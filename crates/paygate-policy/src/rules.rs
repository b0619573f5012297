//! Rule evaluation.
//!
//! A rule states the *permitted* relation ("gas spent per wallet daily
//! <= N"). Evaluation inverts the comparator into a violation predicate and
//! measures the rule's metric over its scope and interval:
//!
//! - gas-spent and transaction-count rules aggregate historical usage rows
//!   from the store; wallet and policy scopes bucket rows by calendar day,
//!   ISO week or calendar month, and a violating aggregate in *any* bucket
//!   fails the rule; lifetime is a single aggregate; operation scope tests
//!   every row individually, the candidate included.
//! - token-balance rules compare the sender's live ERC-20 balance, exact
//!   `U256` comparison, no decimals applied.
//!
//! A (metric, scope, interval) combination outside that matrix is a
//! [`PolicyError::UnsupportedRule`]. It fails that rule alone; the caller
//! continues with the next rule.

use alloy_primitives::{Address, U256};
use chrono::{DateTime, Datelike, Utc};
use paygate_chain::erc20::BalanceReader;
use paygate_core::error::{PolicyError, PolicyResult};
use paygate_core::store::{OperationStore, UsageRow, UsageScope};
use paygate_core::types::{Comparator, PolicyRule, RuleInterval, RuleMetric, RuleScope};
use std::collections::BTreeMap;
use tracing::debug;

// ============================================================================
// Comparator inversion
// ============================================================================

/// The violation predicate derived from a rule's permitted relation.
pub trait ComparatorExt {
    /// Returns `true` when `value` against `threshold` violates the
    /// permitted relation: `<=` is violated by `>`, `<` by `>=`, `>=` by
    /// `<`, `>` by `<=`, `=` by `!=`, and `!=` by `=`.
    fn violation(self, value: U256, threshold: U256) -> bool;
}

impl ComparatorExt for Comparator {
    fn violation(self, value: U256, threshold: U256) -> bool {
        match self {
            Self::Le => value > threshold,
            Self::Lt => value >= threshold,
            Self::Ge => value < threshold,
            Self::Gt => value <= threshold,
            Self::Eq => value != threshold,
            Self::Ne => value == threshold,
        }
    }
}

// ============================================================================
// Evaluation context
// ============================================================================

/// Everything a rule needs to know about the candidate operation.
#[derive(Debug, Clone, PartialEq, Eq)]
pub struct RuleContext {
    /// The chain the operation targets.
    pub chain_id: u64,
    /// The policy whose rule is being evaluated.
    pub policy_id: i64,
    /// The sending account.
    pub sender: Address,
    /// Worst-case cost of the candidate, in wei. Only consulted by
    /// operation-scope rules; wallet and policy scopes see the candidate
    /// through its already-persisted pending row.
    pub candidate_cost: U256,
    /// Evaluation time.
    pub now: DateTime<Utc>,
}

// ============================================================================
// Evaluation
// ============================================================================

/// Evaluates one rule. `Ok(true)` means the rule is satisfied (no
/// violation); `Ok(false)` means it is violated.
///
/// # Errors
///
/// Returns [`PolicyError::UnsupportedRule`] for a combination outside the
/// supported matrix, [`PolicyError::MissingToken`] for a token-balance rule
/// without a token address, and [`PolicyError::Store`] /
/// [`PolicyError::Chain`] when reading usage or live balances fails.
pub async fn evaluate_rule(
    rule: &PolicyRule,
    ctx: &RuleContext,
    store: &dyn OperationStore,
    reader: &(impl BalanceReader + ?Sized),
) -> PolicyResult<bool> {
    use RuleInterval::{Daily, Lifetime, Monthly, Now, Weekly};

    let satisfied = match (rule.metric, rule.scope, rule.interval) {
        (RuleMetric::TokenBalance, RuleScope::Wallet, Now) => {
            let token = rule
                .token
                .ok_or(PolicyError::MissingToken { rule_id: rule.id })?;
            let balance = reader.token_balance(token, ctx.sender).await?;
            !rule.comparator.violation(balance, rule.threshold)
        }

        (RuleMetric::GasSpent, RuleScope::Operation, Daily | Weekly | Monthly | Lifetime) => {
            let rows = store.usage(&wallet_scope(ctx))?;
            rows.iter()
                .map(|row| row.cost)
                .chain(std::iter::once(ctx.candidate_cost))
                .all(|cost| !rule.comparator.violation(cost, rule.threshold))
        }

        (RuleMetric::GasSpent, RuleScope::Wallet, interval @ (Daily | Weekly | Monthly | Lifetime)) => {
            let rows = store.usage(&wallet_scope(ctx))?;
            no_bucket_violates(rule, &rows, interval, sum_costs)
        }

        (RuleMetric::GasSpent, RuleScope::Policy, interval @ (Daily | Weekly | Monthly | Lifetime)) => {
            let rows = store.usage(&UsageScope::Policy(ctx.policy_id))?;
            no_bucket_violates(rule, &rows, interval, sum_costs)
        }

        (
            RuleMetric::TransactionCount,
            RuleScope::Wallet,
            interval @ (Daily | Weekly | Monthly | Lifetime),
        ) => {
            let rows = store.usage(&wallet_scope(ctx))?;
            no_bucket_violates(rule, &rows, interval, count_rows)
        }

        (
            RuleMetric::TransactionCount,
            RuleScope::Policy,
            interval @ (Daily | Weekly | Monthly | Lifetime),
        ) => {
            let rows = store.usage(&UsageScope::Policy(ctx.policy_id))?;
            no_bucket_violates(rule, &rows, interval, count_rows)
        }

        (metric, scope, interval) => {
            return Err(PolicyError::unsupported_rule(
                metric.as_str(),
                scope.as_str(),
                interval.as_str(),
            ));
        }
    };

    debug!(
        rule_id = rule.id,
        policy_id = ctx.policy_id,
        satisfied,
        "rule evaluated"
    );
    Ok(satisfied)
}

/// Finds the first rule (creation order) that evaluates satisfied.
///
/// Violations and evaluation failures of earlier rules do not stop the
/// scan; they are collected and returned only when no rule passes.
///
/// # Errors
///
/// Returns the per-rule failure descriptions, in order, when every rule is
/// violated or failed to evaluate.
pub async fn find_passing_rule(
    rules: &[PolicyRule],
    ctx: &RuleContext,
    store: &dyn OperationStore,
    reader: &(impl BalanceReader + ?Sized),
) -> Result<PolicyRule, Vec<String>> {
    let mut failures = Vec::with_capacity(rules.len());
    for rule in rules {
        match evaluate_rule(rule, ctx, store, reader).await {
            Ok(true) => return Ok(rule.clone()),
            Ok(false) => failures.push(format!("{} violated", rule.describe())),
            Err(e) => failures.push(format!("rule {}: {e}", rule.id)),
        }
    }
    Err(failures)
}

// ============================================================================
// Bucketing
// ============================================================================

fn wallet_scope(ctx: &RuleContext) -> UsageScope {
    UsageScope::Wallet {
        chain_id: ctx.chain_id,
        sender: ctx.sender,
    }
}

fn sum_costs(rows: &[&UsageRow]) -> U256 {
    rows.iter().fold(U256::ZERO, |acc, row| acc + row.cost)
}

fn count_rows(rows: &[&UsageRow]) -> U256 {
    U256::from(rows.len())
}

/// Aggregates rows per interval bucket and tests every bucket; a rolling
/// rule is violated as soon as *any* bucket's aggregate violates it.
fn no_bucket_violates(
    rule: &PolicyRule,
    rows: &[UsageRow],
    interval: RuleInterval,
    aggregate: fn(&[&UsageRow]) -> U256,
) -> bool {
    let mut buckets: BTreeMap<(i32, u32), Vec<&UsageRow>> = BTreeMap::new();
    for row in rows {
        buckets.entry(bucket_key(row.at, interval)).or_default().push(row);
    }
    buckets
        .values()
        .all(|bucket| !rule.comparator.violation(aggregate(bucket), rule.threshold))
}

fn bucket_key(at: DateTime<Utc>, interval: RuleInterval) -> (i32, u32) {
    match interval {
        RuleInterval::Daily => (at.year(), at.ordinal()),
        RuleInterval::Weekly => {
            let week = at.iso_week();
            (week.year(), week.week())
        }
        RuleInterval::Monthly => (at.year(), at.month()),
        // one aggregate over everything
        RuleInterval::Now | RuleInterval::Lifetime => (0, 0),
    }
}

// ============================================================================
// Unit Tests
// ============================================================================
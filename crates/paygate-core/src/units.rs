//! Numeric and unit utilities.
//!
//! Wei amounts are `U256` throughout; this module provides the packing used
//! by the v0.7 wire format (two 128-bit sub-fields in one 32-byte word) and
//! the strict string parsing applied to operation input.
//!
//! Packing masks each sub-field to 128 bits rather than rejecting overflow,
//! matching the wire format's truncation semantics.

use crate::error::{InputError, InputResult};
use alloy_primitives::{B256, U256};

/// Mask selecting the low 128 bits of a `U256`.
fn low_128_mask() -> U256 {
    (U256::from(1u8) << 128) - U256::from(1u8)
}

/// Pack two 128-bit quantities into one 32-byte word: `(high << 128) | low`.
///
/// Used for `accountGasLimits` (verification ‖ call) and `gasFees`
/// (priority ‖ max). Each input is masked to its low 128 bits first.
#[must_use]
pub fn pack_u128_pair(high: U256, low: U256) -> B256 {
    let mask = low_128_mask();
    let word = ((high & mask) << 128) | (low & mask);
    B256::from(word)
}

/// Unpack a 32-byte word produced by [`pack_u128_pair`] into its
/// `(high, low)` 128-bit halves.
#[must_use]
pub fn unpack_u128_pair(word: B256) -> (U256, U256) {
    let value = U256::from_be_bytes(word.0);
    let mask = low_128_mask();
    (value >> 128, value & mask)
}

/// The low 128 bits of `value` as 16 big-endian bytes.
///
/// Used for the two paymaster gas limits inside `paymasterAndData`.
#[must_use]
pub fn u128_be_bytes(value: U256) -> [u8; 16] {
    let masked = value & low_128_mask();
    let be: [u8; 32] = masked.to_be_bytes();
    let mut out = [0u8; 16];
    out.copy_from_slice(&be[16..]);
    out
}

/// Parse a quantity string into a `U256`.
///
/// Accepts a `0x`-prefixed hexadecimal string or a plain decimal string.
/// A malformed value is a fatal [`InputError`], surfaced before any side
/// effect.
///
/// # Errors
///
/// Returns [`InputError::MalformedNumber`] when the string is empty, has a
/// bare `0x` prefix, contains invalid digits, or exceeds 256 bits.
pub fn parse_quantity(field: &str, value: &str) -> InputResult<U256> {
    let malformed = || InputError::malformed_number(field, value);
    if let Some(hex) = value.strip_prefix("0x").or_else(|| value.strip_prefix("0X")) {
        if hex.is_empty() {
            return Err(malformed());
        }
        U256::from_str_radix(hex, 16).map_err(|_| malformed())
    } else {
        if value.is_empty() {
            return Err(malformed());
        }
        U256::from_str_radix(value, 10).map_err(|_| malformed())
    }
}

/// Parse a decimal wei amount into a `U256`.
///
/// Stricter than [`parse_quantity`]: hex is not accepted, since budget
/// ceilings and thresholds are configured in plain wei.
///
/// # Errors
///
/// Returns [`InputError::MalformedNumber`] for anything that is not a
/// plain decimal integer within 256 bits.
pub fn parse_wei(field: &str, value: &str) -> InputResult<U256> {
    if value.is_empty() || !value.bytes().all(|b| b.is_ascii_digit()) {
        return Err(InputError::malformed_number(field, value));
    }
    U256::from_str_radix(value, 10).map_err(|_| InputError::malformed_number(field, value))
}

// ============================================================================
// Unit Tests
// ============================================================================
/// Sponsored-operation lifecycle and usage queries.
///
/// Every transition method enforces the operation state machine
/// ([`OpStatus::can_transition`]) and appends a [`StatusChange`] row; an
/// illegal transition is a [`StoreError::IllegalTransition`].
pub trait OperationStore: Send + Sync {
    /// Persist a new `pending` operation. This happens before any
    /// validation: no sponsorship work proceeds without a traceable record.
    ///
    /// # Errors
    ///
    /// Returns [`StoreError`] when the underlying storage fails.
    fn insert_pending(
        &self,
        chain_id: u64,
        sender: Address,
        payload: serde_json::Value,
        estimated_max_cost: U256,
    ) -> StoreResult<SponsoredOperation>;

    /// Fetch one operation by id.
    ///
    /// # Errors
    ///
    /// Returns [`StoreError::NotFound`] for an unknown id.
    fn get(&self, id: i64) -> StoreResult<SponsoredOperation>;

    /// `pending → signed`: record the accepting policy, the canonical hash,
    /// the exact signed payload, and the signer's validity bounds.
    ///
    /// # Errors
    ///
    /// Returns [`StoreError::IllegalTransition`] when the operation is not
    /// `pending`, or [`StoreError::NotFound`].
    #[allow(clippy::too_many_arguments)]
    fn mark_signed(
        &self,
        id: i64,
        policy_id: i64,
        hash: B256,
        payload: serde_json::Value,
        valid_after: u64,
        valid_until: u64,
    ) -> StoreResult<SponsoredOperation>;

    /// `pending → validation_failed`, with the itemized rejection reasons
    /// as the note.
    ///
    /// # Errors
    ///
    /// Returns [`StoreError::IllegalTransition`] or [`StoreError::NotFound`].
    fn mark_validation_failed(&self, id: i64, note: &str) -> StoreResult<SponsoredOperation>;

    /// `signed → executed`, recording the actual on-chain cost.
    ///
    /// # Errors
    ///
    /// Returns [`StoreError::IllegalTransition`] or [`StoreError::NotFound`].
    fn mark_executed(&self, id: i64, actual_cost: U256) -> StoreResult<SponsoredOperation>;

    /// `signed → failed`, recording the actual cost when known.
    ///
    /// # Errors
    ///
    /// Returns [`StoreError::IllegalTransition`] or [`StoreError::NotFound`].
    fn mark_failed(&self, id: i64, actual_cost: Option<U256>) -> StoreResult<SponsoredOperation>;

    /// `signed → expired`: the validity window closed without an outcome.
    ///
    /// # Errors
    ///
    /// Returns [`StoreError::IllegalTransition`] or [`StoreError::NotFound`].
    fn mark_expired(&self, id: i64) -> StoreResult<SponsoredOperation>;

    /// Append to the operation's note without changing status. Used for
    /// per-item reconciliation errors.
    ///
    /// # Errors
    ///
    /// Returns [`StoreError::NotFound`].
    fn append_note(&self, id: i64, note: &str) -> StoreResult<()>;

    /// Usage rows for a scope, over operations in states
    /// {`pending`, `signed`, `executed`}.
    ///
    /// # Errors
    ///
    /// Returns [`StoreError`] when the underlying storage fails.
    fn usage(&self, scope: &UsageScope) -> StoreResult<Vec<UsageRow>>;

    /// Up to `limit` operations in state `signed`, oldest first.
    ///
    /// # Errors
    ///
    /// Returns [`StoreError`] when the underlying storage fails.
    fn signed_batch(&self, limit: u64) -> StoreResult<Vec<SponsoredOperation>>;

    /// The append-only audit rows of one operation, in order.
    ///
    /// # Errors
    ///
    /// Returns [`StoreError`] when the underlying storage fails.
    fn status_changes(&self, id: i64) -> StoreResult<Vec<StatusChange>>;
}

/// The exclusive reconciliation job record.
pub trait JobStore: Send + Sync {
    /// Atomic check-and-create of the `running` job.
    ///
    /// A running job with a heartbeat fresher than `staleness` yields
    /// [`JobAcquire::Busy`]. A stale one is forcibly marked `failed` before
    /// a new job is created.
    ///
    /// # Errors
    ///
    /// Returns [`StoreError`] when the underlying storage fails.
    fn acquire(&self, now: DateTime<Utc>, staleness: Duration) -> StoreResult<JobAcquire>;

    /// Record the batch size of a freshly acquired job.
    ///
    /// # Errors
    ///
    /// Returns [`StoreError::NotFound`].
    fn begin(&self, id: i64, total: u64) -> StoreResult<()>;

    /// Refresh the heartbeat and counters. Called after every operation.
    ///
    /// # Errors
    ///
    /// Returns [`StoreError::NotFound`].
    fn heartbeat(&self, id: i64, processed: u64, failed: u64) -> StoreResult<()>;

    /// Release the lock by marking the job `completed` or `failed`.
    ///
    /// # Errors
    ///
    /// Returns [`StoreError::NotFound`].
    fn finish(&self, id: i64, status: JobStatus, note: Option<&str>) -> StoreResult<()>;
}

// ============================================================================
// MemoryStore
// ============================================================================

#[derive(Debug, Default)]
struct Inner {
    policies: Vec<Policy>,
    rules: Vec<PolicyRule>,
    operations: Vec<SponsoredOperation>,
    changes: Vec<StatusChange>,
    jobs: Vec<ReconciliationJob>,
    next_operation_id: i64,
    next_job_id: i64,
}

/// In-memory implementation of all three store traits.
///
/// One mutex guards everything, so [`JobStore::acquire`] is atomic and the
/// budget-check race documented at module level cannot occur in-process.
#[derive(Debug, Default)]
pub struct MemoryStore {
    inner: Mutex<Inner>,
}

impl MemoryStore {
    /// Creates an empty store.
    #[must_use]
    pub fn new() -> Self {
        Self::default()
    }

    /// Seeds a policy. Policies come from an external management surface;
    /// this is its stand-in.
    ///
    /// # Errors
    ///
    /// Returns [`StoreError::Backend`] if the lock is poisoned.
    pub fn add_policy(&self, policy: Policy) -> StoreResult<()> {
        self.lock()?.policies.push(policy);
        Ok(())
    }

    /// Seeds a rule.
    ///
    /// # Errors
    ///
    /// Returns [`StoreError::Backend`] if the lock is poisoned.
    pub fn add_rule(&self, rule: PolicyRule) -> StoreResult<()> {
        self.lock()?.rules.push(rule);
        Ok(())
    }

    fn lock(&self) -> StoreResult<std::sync::MutexGuard<'_, Inner>> {
        self.inner
            .lock()
            .map_err(|_| StoreError::backend("memory store mutex poisoned"))
    }
}

impl Inner {
    fn operation_mut(&mut self, id: i64) -> StoreResult<&mut SponsoredOperation> {
        self.operations
            .iter_mut()
            .find(|op| op.id == id)
            .ok_or(StoreError::not_found("operation", id))
    }

    fn job_mut(&mut self, id: i64) -> StoreResult<&mut ReconciliationJob> {
        self.jobs
            .iter_mut()
            .find(|job| job.id == id)
            .ok_or(StoreError::not_found("job", id))
    }

    /// Applies a status transition, enforcing the state machine and
    /// appending the audit row.
    fn transition(
        changes: &mut Vec<StatusChange>,
        op: &mut SponsoredOperation,
        to: OpStatus,
        now: DateTime<Utc>,
    ) -> StoreResult<()> {
        if !op.status.can_transition(to) {
            return Err(StoreError::illegal_transition(
                op.id,
                op.status.as_str(),
                to.as_str(),
            ));
        }
        changes.push(StatusChange {
            operation_id: op.id,
            field: "status".to_string(),
            old_value: op.status.as_str().to_string(),
            new_value: to.as_str().to_string(),
            changed_at: now,
        });
        op.status = to;
        op.updated_at = now;
        Ok(())
    }
}
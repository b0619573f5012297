//! Error types for the Paygate sponsorship service.
//!
//! This module provides the error types for all failure modes in the
//! Paygate system, organized by domain:
//!
//! - [`InputError`] - Malformed operation input (bad numeric strings, missing fields)
//! - [`ConfigError`] - Configuration failures (missing key, missing RPC URL)
//! - [`StoreError`] - Persistence failures and illegal state transitions
//! - [`ChainError`] - Chain-read failures (RPC transport, decoding)
//! - [`SignError`] - Paymaster signing failures
//! - [`PolicyError`] - Rule evaluation failures (not denials)
//! - [`SponsorError`] - Submission outcomes, including structured rejections
//! - [`ReconError`] - Reconciliation job failures
//! - [`PaygateError`] - Top-level error that wraps all error types
//!
//! The taxonomy follows a strict discipline: input and configuration errors
//! are fatal and surfaced before any side effect; authorization rejections
//! are expected outcomes carried as structured, itemized reasons; chain-read
//! errors are recovered per item by the reconciliation engine.

use alloy_primitives::{Address, U256};
use std::fmt;

/// Top-level error type for the Paygate sponsorship service.
///
/// Wraps all domain-specific error types with automatic conversion
/// via the `#[from]` attribute.
#[derive(Debug, thiserror::Error)]
pub enum PaygateError {
    /// Operation input was malformed.
    #[error("input error: {0}")]
    Input(#[from] InputError),

    /// Configuration was missing or invalid.
    #[error("configuration error: {0}")]
    Config(#[from] ConfigError),

    /// Persistence operation failed.
    #[error("store error: {0}")]
    Store(#[from] StoreError),

    /// Chain read failed.
    #[error("chain error: {0}")]
    Chain(#[from] ChainError),

    /// Signing operation failed.
    #[error("signing error: {0}")]
    Sign(#[from] SignError),

    /// Policy evaluation failed (not a denial, an evaluation failure).
    #[error("policy error: {0}")]
    Policy(#[from] PolicyError),

    /// Sponsorship submission failed or was rejected.
    #[error("sponsorship error: {0}")]
    Sponsor(#[from] SponsorError),

    /// Reconciliation job failed.
    #[error("reconciliation error: {0}")]
    Recon(#[from] ReconError),
}
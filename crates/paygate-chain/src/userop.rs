//! Canonical v0.7 operation hashing.
//!
//! The hash must match the entry point's `getUserOpHash` byte-for-byte:
//! any deviation breaks interoperability with external verifiers.
//!
//! Layout: the unpacked gas fields are packed into two 32-byte words,
//! `initCode`/`callData`/`paymasterAndData` are hashed independently, the
//! eight resulting static fields are ABI-encoded and hashed, and that inner
//! hash is ABI-encoded with the entry-point address and chain id and hashed
//! again.

use alloy_primitives::{keccak256, Address, Bytes, B256, U256};
use alloy_sol_types::SolValue;
use paygate_core::types::UserOperation;
use paygate_core::units::{pack_u128_pair, u128_be_bytes};

/// Packs the verification and call gas limits into the `accountGasLimits`
/// word: verification gas in the upper 16 bytes, call gas in the lower.
#[must_use]
pub fn account_gas_limits(op: &UserOperation) -> B256 {
    pack_u128_pair(op.verification_gas_limit, op.call_gas_limit)
}

/// Packs the fee fields into the `gasFees` word: priority fee in the upper
/// 16 bytes, max fee in the lower.
#[must_use]
pub fn gas_fees(op: &UserOperation) -> B256 {
    pack_u128_pair(op.max_priority_fee_per_gas, op.max_fee_per_gas)
}

/// Builds the `paymasterAndData` field:
/// `paymaster (20) ‖ verification gas limit (16) ‖ postOp gas limit (16) ‖ data`.
///
/// Empty when no paymaster is set.
#[must_use]
pub fn pack_paymaster_and_data(op: &UserOperation) -> Bytes {
    let Some(paymaster) = op.paymaster else {
        return Bytes::new();
    };
    let mut out = Vec::with_capacity(20 + 16 + 16 + op.paymaster_data.len());
    out.extend_from_slice(paymaster.as_slice());
    out.extend_from_slice(&u128_be_bytes(op.paymaster_verification_gas_limit));
    out.extend_from_slice(&u128_be_bytes(op.paymaster_post_op_gas_limit));
    out.extend_from_slice(&op.paymaster_data);
    Bytes::from(out)
}

/// The canonical 32-byte identifier of an operation under one entry point
/// on one chain.
///
/// Deterministic: identical input always produces the identical digest, and
/// changing any single field changes it.
#[must_use]
pub fn operation_hash(op: &UserOperation, entry_point: Address, chain_id: u64) -> B256 {
    let packed = (
        op.sender,
        op.nonce,
        keccak256(&op.init_code),
        keccak256(&op.call_data),
        account_gas_limits(op),
        op.pre_verification_gas,
        gas_fees(op),
        keccak256(pack_paymaster_and_data(op)),
    );
    let inner = keccak256(packed.abi_encode());
    keccak256((inner, entry_point, U256::from(chain_id)).abi_encode())
}

// ============================================================================
// Unit Tests
// ============================================================================

#[cfg(test)]
mod tests {
    #![allow(clippy::unwrap_used)]

    use super::*;

    fn sample_op() -> UserOperation {
        UserOperation {
            sender: Address::from([0x11; 20]),
            nonce: U256::from(7u64),
            init_code: Bytes::new(),
            call_data: Bytes::from(vec![0xca, 0x11]),
            call_gas_limit: U256::from(100_000u64),
            verification_gas_limit: U256::from(60_000u64),
            pre_verification_gas: U256::from(21_000u64),
            max_fee_per_gas: U256::from(2_000_000_000u64),
            max_priority_fee_per_gas: U256::from(1_000_000_000u64),
            paymaster: Some(Address::from([0xaa; 20])),
            paymaster_verification_gas_limit: U256::from(40_000u64),
            paymaster_post_op_gas_limit: U256::from(20_000u64),
            paymaster_data: Bytes::from(vec![0x01, 0x02]),
            signature: Bytes::new(),
        }
    }

    const ENTRY_POINT: Address = Address::new([0xe1; 20]);

    #[test]
    fn test_hash_is_deterministic() {
        let op = sample_op();
        let a = operation_hash(&op, ENTRY_POINT, 8453);
        let b = operation_hash(&op, ENTRY_POINT, 8453);
        assert_eq!(a, b);
    }

    #[test]
    fn test_every_field_is_bound() {
        let base = operation_hash(&sample_op(), ENTRY_POINT, 8453);

        let mut op = sample_op();
        op.nonce += U256::from(1u8);
        assert_ne!(operation_hash(&op, ENTRY_POINT, 8453), base);

        let mut op = sample_op();
        op.call_data = Bytes::from(vec![0xca, 0x12]);
        assert_ne!(operation_hash(&op, ENTRY_POINT, 8453), base);

        let mut op = sample_op();
        op.max_fee_per_gas += U256::from(1u8);
        assert_ne!(operation_hash(&op, ENTRY_POINT, 8453), base);

        let mut op = sample_op();
        op.paymaster_data = Bytes::from(vec![0x01, 0x03]);
        assert_ne!(operation_hash(&op, ENTRY_POINT, 8453), base);

        // entry point and chain id are bound too
        assert_ne!(
            operation_hash(&sample_op(), Address::from([0xe2; 20]), 8453),
            base
        );
        assert_ne!(operation_hash(&sample_op(), ENTRY_POINT, 1), base);
    }

    #[test]
    fn test_paymaster_and_data_layout() {
        let op = sample_op();
        let packed = pack_paymaster_and_data(&op);
        assert_eq!(packed.len(), 20 + 16 + 16 + 2);
        assert_eq!(&packed[..20], Address::from([0xaa; 20]).as_slice());
        // verification gas limit 40_000 = 0x9c40 at the end of its 16 bytes
        assert_eq!(packed[34], 0x9c);
        assert_eq!(packed[35], 0x40);
        // postOp gas limit 20_000 = 0x4e20
        assert_eq!(packed[50], 0x4e);
        assert_eq!(packed[51], 0x20);
        assert_eq!(&packed[52..], &[0x01, 0x02]);
    }

    #[test]
    fn test_no_paymaster_means_empty_field() {
        let mut op = sample_op();
        op.paymaster = None;
        assert!(pack_paymaster_and_data(&op).is_empty());
        // and the hash of the empty field is keccak("") by construction;
        // absence must still change the overall digest
        assert_ne!(
            operation_hash(&op, ENTRY_POINT, 8453),
            operation_hash(&sample_op(), ENTRY_POINT, 8453)
        );
    }

    #[test]
    fn test_gas_words_match_packing_layout() {
        let op = sample_op();
        let limits = account_gas_limits(&op);
        // verification 60_000 = 0xea60 in upper half, call 100_000 = 0x0186a0 lower
        assert_eq!(limits.0[14], 0xea);
        assert_eq!(limits.0[15], 0x60);
        assert_eq!(limits.0[29], 0x01);
        assert_eq!(limits.0[30], 0x86);
        assert_eq!(limits.0[31], 0xa0);

        let fees = gas_fees(&op);
        // priority fee upper half, max fee lower half
        assert_eq!(
            U256::from_be_bytes(fees.0) >> 128,
            op.max_priority_fee_per_gas
        );
    }
}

-=-=-

*Requirement*:
Return a copy of each line in the entries that contains "InputResult".

*Result of this exercise*:
use crate::error::{InputError, InputResult};
pub fn parse_quantity(field: &str, value: &str) -> InputResult<U256> {
pub fn parse_wei(field: &str, value: &str) -> InputResult<U256> {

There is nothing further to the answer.